• [PROBLEM DESCRIPTION] Below this line is a set of entries; quote exactly the lines from the line that contains "use crate::model::customer::is_valid_email;" to the line that contains "let limit = params.limit.min(500);", both lines included.

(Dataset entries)

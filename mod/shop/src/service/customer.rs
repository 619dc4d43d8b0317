use robostore_core::{ListParams, ListResult, ServiceError, new_id, now_stamp};
use robostore_sql::Value;

use crate::model::Customer;
use crate::model::customer::is_valid_email;

use super::ShopService;

// User-facing messages are fixed Russian strings; clients match on
// error codes, not on these.
const MSG_EMAIL_EXISTS: &str =
    "Email уже существует. Пожалуйста, используйте другой email.";
const MSG_EMAIL_INVALID: &str = "Введите корректный email адрес.";

impl ShopService {
    pub fn create_customer(&self, email: String) -> Result<Customer, ServiceError> {
        if !is_valid_email(&email) {
            return Err(ServiceError::Validation(MSG_EMAIL_INVALID.into()));
        }

        // Duplicate pre-check for a clean message; the UNIQUE column
        // still backstops races with a Conflict.
        let existing = self.count_records("customers", &[("email", Value::Text(email.clone()))])?;
        if existing > 0 {
            return Err(ServiceError::Conflict(MSG_EMAIL_EXISTS.into()));
        }

        let record = Customer {
            id: new_id(),
            email: email.clone(),
            created_at: Some(now_stamp()),
        };

        self.insert_record(
            "customers",
            &record.id,
            &record,
            &[
                ("email", Value::Text(email)),
                ("created_at", Value::Text(record.created_at.clone().unwrap_or_default())),
            ],
        )
        .map_err(|e| match e {
            ServiceError::Conflict(_) => ServiceError::Conflict(MSG_EMAIL_EXISTS.into()),
            other => other,
        })?;

        Ok(record)
    }

    pub fn get_customer(&self, id: &str) -> Result<Customer, ServiceError> {
        self.get_record("customers", id)
    }

    pub fn list_customers(&self, params: &ListParams) -> Result<ListResult<Customer>, ServiceError> {
        let limit = params.limit.min(500);
        self.list_records("customers", &[], "created_at DESC, id", limit, params.offset)
    }
}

• [ANSWER SPACE]
use crate::model::customer::is_valid_email;

use super::ShopService;

// User-facing messages are fixed Russian strings; clients match on
// error codes, not on these.
const MSG_EMAIL_EXISTS: &str =
    "Email уже существует. Пожалуйста, используйте другой email.";
const MSG_EMAIL_INVALID: &str = "Введите корректный email адрес.";

impl ShopService {
    pub fn create_customer(&self, email: String) -> Result<Customer, ServiceError> {
        if !is_valid_email(&email) {
            return Err(ServiceError::Validation(MSG_EMAIL_INVALID.into()));
        }

        // Duplicate pre-check for a clean message; the UNIQUE column
        // still backstops races with a Conflict.
        let existing = self.count_records("customers", &[("email", Value::Text(email.clone()))])?;
        if existing > 0 {
            return Err(ServiceError::Conflict(MSG_EMAIL_EXISTS.into()));
        }

        let record = Customer {
            id: new_id(),
            email: email.clone(),
            created_at: Some(now_stamp()),
        };

        self.insert_record(
            "customers",
            &record.id,
            &record,
            &[
                ("email", Value::Text(email)),
                ("created_at", Value::Text(record.created_at.clone().unwrap_or_default())),
            ],
        )
        .map_err(|e| match e {
            ServiceError::Conflict(_) => ServiceError::Conflict(MSG_EMAIL_EXISTS.into()),
            other => other,
        })?;

        Ok(record)
    }

    pub fn get_customer(&self, id: &str) -> Result<Customer, ServiceError> {
        self.get_record("customers", id)
    }

    pub fn list_customers(&self, params: &ListParams) -> Result<ListResult<Customer>, ServiceError> {
        let limit = params.limit.min(500);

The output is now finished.